Construction and Procurement

LPD acquisition programs are governed by shipbuilding strategies of states and consortia including United States Department of Defense, Ministry of Defence (United Kingdom), and ministries in France, China, and India. Major yards—Ingalls Shipbuilding, Navantia, Fincantieri, DSMEs—produce hulls under export and domestic contracts. Procurement drivers include force projection doctrine derived from National Defense Strategy documents, interoperability standards set by NATO Standardization Office, and industrial base considerations like offset agreements with primes such as Babcock International Group and BAE Systems. Costs and schedules have been affected by block-buy procurements, shipbuilding learning curves, and capability growth similar to issues seen with LCS program and Zumwalt program.

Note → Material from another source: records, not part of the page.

//! Whalehook daemon entry point: relays Docker lifecycle events to a chat
//! webhook.

use log::{error, info};

mod bridge;
mod config;
mod error;
mod event;
mod notify;
mod runtime;
mod templates;

use bridge::Bridge;
use config::Config;
use notify::{Notify, WebhookNotifier};
use runtime::DockerSource;

#[tokio::main]
async fn main() -> anyhow::Result<()> {
    // Initialize logging
    env_logger::init();

    // Load configuration
    let cfg = Config::load()?;
    info!(
        "Starting whalehook bridge (filter: {}, hostname: {})",
        cfg.image_regexp, cfg.include_hostname
    );

    let notifier = WebhookNotifier::new(
        cfg.webhook_url.clone(),
        cfg.username.clone(),
        cfg.icon_emoji.clone(),
    );

    if let Err(e) = run(&cfg, &notifier).await {
        // Best-effort report to the channel, then give up. No restart.
        error!("Bridge failed: {:#}", e);
        notifier.send_error(&format!("{:#}", e)).await;
        std::process::exit(1);
    }
    Ok(())
}

async fn run(cfg: &Config, notifier: &WebhookNotifier) -> anyhow::Result<()> {
    let bridge = Bridge::new(cfg)?;
    let source = DockerSource::connect()?;
    bridge.run(&source, notifier).await?;
    Ok(())
}
use std::collections::BTreeMap;

use async_trait::async_trait;
use bollard::models::{EventMessage, EventMessageTypeEnum};
use bollard::Docker;
use futures_util::stream::BoxStream;
use futures_util::StreamExt;
use log::debug;

use super::EventSource;
use crate::error::Error;
use crate::event::{Event, EventKind, NodeInfo};

/// Event source backed by a local Docker daemon.
pub struct DockerSource {
    docker: Docker,
}

impl DockerSource {
    /// Connect to the local Docker daemon using default settings.
    /// This handles unix socket on Linux.
    pub fn connect() -> Result<Self, Error> {
        let docker = Docker::connect_with_local_defaults().map_err(Error::Connection)?;
        Ok(Self { docker })
    }
}

#[async_trait]
impl EventSource for DockerSource {
    async fn version(&self) -> Result<BTreeMap<String, String>, Error> {
        let version = self.docker.version().await.map_err(Error::Connection)?;

        let mut fields = BTreeMap::new();
        let mut insert = |key: &str, value: Option<String>| {
            if let Some(v) = value {
                fields.insert(key.to_string(), v);
            }
        };
        insert("Version", version.version);
        insert("ApiVersion", version.api_version);
        insert("MinAPIVersion", version.min_api_version);
        insert("GitCommit", version.git_commit);
        insert("GoVersion", version.go_version);
        insert("Os", version.os);
        insert("Arch", version.arch);
        insert("KernelVersion", version.kernel_version);
        insert("BuildTime", version.build_time);
        Ok(fields)
    }

    async fn node_info(&self) -> Result<NodeInfo, Error> {
        let info = self.docker.info().await.map_err(Error::Connection)?;
        let swarm = info.swarm;
        let node_id = swarm.as_ref().and_then(|s| s.node_id.clone());
        Ok(NodeInfo {
            name: info.name.unwrap_or_default(),
            swarm_active: node_id.map(|id| !id.is_empty()).unwrap_or(false),
            manager: swarm
                .and_then(|s| s.control_available)
                .unwrap_or(false),
        })
    }

    fn subscribe(&self) -> BoxStream<'_, Result<Event, Error>> {
        self.docker
            .events::<String>(None)
            .map(|item| match item {
                Ok(message) => convert(message),
                Err(e) => Err(Error::Connection(e)),
            })
            .boxed()
    }
}

/// Convert a wire-level event into the bridge's record.
///
/// Docker dropped the legacy top-level `from` field from newer API versions;
/// the source image lives in the actor's `image` attribute for container
/// events and in the actor id for image events.
fn convert(message: EventMessage) -> Result<Event, Error> {
    let kind = match message.typ {
        Some(EventMessageTypeEnum::CONTAINER) => EventKind::Container,
        Some(EventMessageTypeEnum::IMAGE) => EventKind::Image,
        Some(EventMessageTypeEnum::NETWORK) => EventKind::Network,
        Some(EventMessageTypeEnum::VOLUME) => EventKind::Volume,
        Some(_) => EventKind::Other,
        None => return Err(Error::Render("event has no Type".into())),
    };
    let action = message
        .action
        .filter(|a| !a.is_empty())
        .ok_or_else(|| Error::Render("event has no Action".into()))?;

    let actor = message.actor.unwrap_or_default();
    let id = actor.id.unwrap_or_default();
    let attributes = actor.attributes.unwrap_or_default();

    let name = match attributes.get("name") {
        Some(n) if !n.is_empty() => n.clone(),
        _ => id.clone(),
    };
    let from = match attributes.get("image") {
        Some(image) if !image.is_empty() => image.clone(),
        _ if kind == EventKind::Image => id,
        _ => String::new(),
    };

    debug!("Runtime event: {} {} ({})", kind.as_str(), action, name);
    Ok(Event {
        kind,
        action,
        from,
        name,
        attributes,
    })
}
use axum::{
    extract::State,
    http::{header, HeaderName, HeaderValue},
    response::{
        sse::{Event, KeepAlive, Sse},
        IntoResponse,
    },
};
use std::convert::Infallible;
use std::sync::Arc;
use std::time::Duration;
use tokio_stream::StreamExt;
use tracing::{debug, warn};

use envmon_stream::{Cadence, EventBroadcaster, StreamEvent};

use crate::state::AppState;

/// `GET /stream`: one broadcaster per connected observer.
pub async fn event_stream(State(state): State<Arc<AppState>>) -> impl IntoResponse {
    let supervisor = &state.supervisor;
    let broadcaster = EventBroadcaster::new(
        supervisor.state_store().clone(),
        supervisor.mission_store().clone(),
        Cadence::from(&state.config.stream),
    );
    debug!("Stream observer connected");

    let events = broadcaster
        .into_stream()
        .filter_map(|event| to_sse(&event).map(Ok::<Event, Infallible>));

    (
        [
            (header::CACHE_CONTROL, HeaderValue::from_static("no-cache")),
            (
                HeaderName::from_static("x-accel-buffering"),
                HeaderValue::from_static("no"),
            ),
        ],
        Sse::new(events).keep_alive(default_keep_alive()),
    )
}

fn to_sse(event: &StreamEvent) -> Option<Event> {
    match event.to_data() {
        Ok(data) => Some(Event::default().event(event.name()).data(data)),
        Err(e) => {
            warn!(event = event.name(), error = %e, "Failed to encode stream event");
            None
        }
    }
}

fn default_keep_alive() -> KeepAlive {
    KeepAlive::new()
        .interval(Duration::from_secs(15))
        .text("keep-alive")
}
//! Single-slot PID file for the supervised mission process.
//!
//! [`ProcessRegistry::running_pid`] is the single source of truth for
//! "is a mission currently executing". A stale PID (gone, a zombie, or a
//! live process that is not our mission) is cleared on sight, but only if
//! the file still names it.

use std::fs;
use std::io::ErrorKind;
use std::path::{Path, PathBuf};
use std::sync::Arc;
use tracing::{debug, warn};

use envmon_core::persist::write_atomic;

use crate::liveness::{Liveness, ProcessProbe};

#[derive(Clone)]
pub struct ProcessRegistry {
    path: PathBuf,
    probe: Arc<dyn ProcessProbe>,
}

impl std::fmt::Debug for ProcessRegistry {
    fn fmt(&self, f: &mut std::fmt::Formatter<'_>) -> std::fmt::Result {
        f.debug_struct("ProcessRegistry")
            .field("path", &self.path)
            .finish_non_exhaustive()
    }
}

impl ProcessRegistry {
    pub fn new(path: impl Into<PathBuf>, probe: Arc<dyn ProcessProbe>) -> Self {
        Self {
            path: path.into(),
            probe,
        }
    }

    pub fn path(&self) -> &Path {
        &self.path
    }

    pub fn probe(&self) -> &Arc<dyn ProcessProbe> {
        &self.probe
    }

    /// Persist `pid`, replacing any prior value.
    pub fn write(&self, pid: u32) -> std::io::Result<()> {
        write_atomic(&self.path, pid.to_string().as_bytes())
    }

    /// Stored PID, if any. A malformed file is deleted unless it was
    /// rewritten in the meantime.
    pub fn read(&self) -> Option<u32> {
        let raw = self.read_raw()?;
        match parse_pid(&raw) {
            Some(pid) => Some(pid),
            None => {
                if self.remove_if_unchanged(&raw) {
                    warn!(path = %self.path.display(), contents = %raw.trim(), "Corrupt PID file removed");
                }
                None
            }
        }
    }

    /// Delete the PID file. Idempotent.
    pub fn clear(&self) {
        if let Err(e) = fs::remove_file(&self.path) {
            if e.kind() != ErrorKind::NotFound {
                warn!(path = %self.path.display(), error = %e, "Failed to remove PID file");
            }
        }
    }

    /// Clear only if the file still names `pid`. Returns whether it did.
    pub fn clear_if(&self, pid: u32) -> bool {
        match self.read_raw() {
            Some(raw) if parse_pid(&raw) == Some(pid) => self.remove_if_unchanged(&raw),
            _ => false,
        }
    }

    /// PID of the verified running mission. Never touches the file, so it
    /// is safe to call without holding the launch lock.
    pub fn verified_pid(&self) -> Option<u32> {
        self.read_raw()
            .and_then(|raw| parse_pid(&raw))
            .filter(|&pid| self.probe.is_our_mission(pid))
    }

    /// PID of the verified running mission, healing the registry when the
    /// stored PID is stale. A PID registered while the check ran survives.
    pub fn running_pid(&self) -> Option<u32> {
        let pid = self.read()?;

        match self.probe.probe(pid) {
            Liveness::Alive if self.probe.identity_matches(pid) => Some(pid),
            Liveness::Alive => {
                if self.clear_if(pid) {
                    warn!(pid, "PID file named a live process that is not a mission; cleared");
                }
                None
            }
            state @ (Liveness::Absent | Liveness::Zombie) => {
                if state == Liveness::Zombie {
                    self.probe.reap(pid);
                }
                if self.clear_if(pid) {
                    warn!(pid, ?state, "PID file named a dead process; cleared");
                }
                None
            }
        }
    }

    /// `(running, pid)` pair as exposed on the API.
    pub fn is_running(&self) -> (bool, Option<u32>) {
        let pid = self.running_pid();
        (pid.is_some(), pid)
    }

    fn read_raw(&self) -> Option<String> {
        match fs::read_to_string(&self.path) {
            Ok(raw) => Some(raw),
            Err(e) if e.kind() == ErrorKind::NotFound => None,
            Err(e) => {
                debug!(path = %self.path.display(), error = %e, "PID file unreadable");
                None
            }
        }
    }

    /// Remove the file only if it still holds `expected`.
    fn remove_if_unchanged(&self, expected: &str) -> bool {
        if self.read_raw().as_deref() != Some(expected) {
            return false;
        }
        self.clear();
        true
    }
}

fn parse_pid(raw: &str) -> Option<u32> {
    raw.trim().parse::<u32>().ok().filter(|&pid| pid > 0)
}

LPDs occupy the amphibious warfare spectrum between smaller Landing Ship Tanks and larger amphibious assault ships or aircraft carriers, combining well-deck launch capacity of dock landing ships with the aviation facilities of helicopter carriers. Their role overlaps with amphibious transport docks, dock landing ships, multipurpose support ships, and expeditionary mobile base platforms; task organization frequently pairs LPDs with amphibious assault ship (LHA)s, cargo ships, and destroyer or frigate escorts for blue-water and littoral operations. Strategic utility has prompted comparisons with pre-dreadnought-era projection platforms in maritime doctrine and with carrier strike group elements in joint operational planning.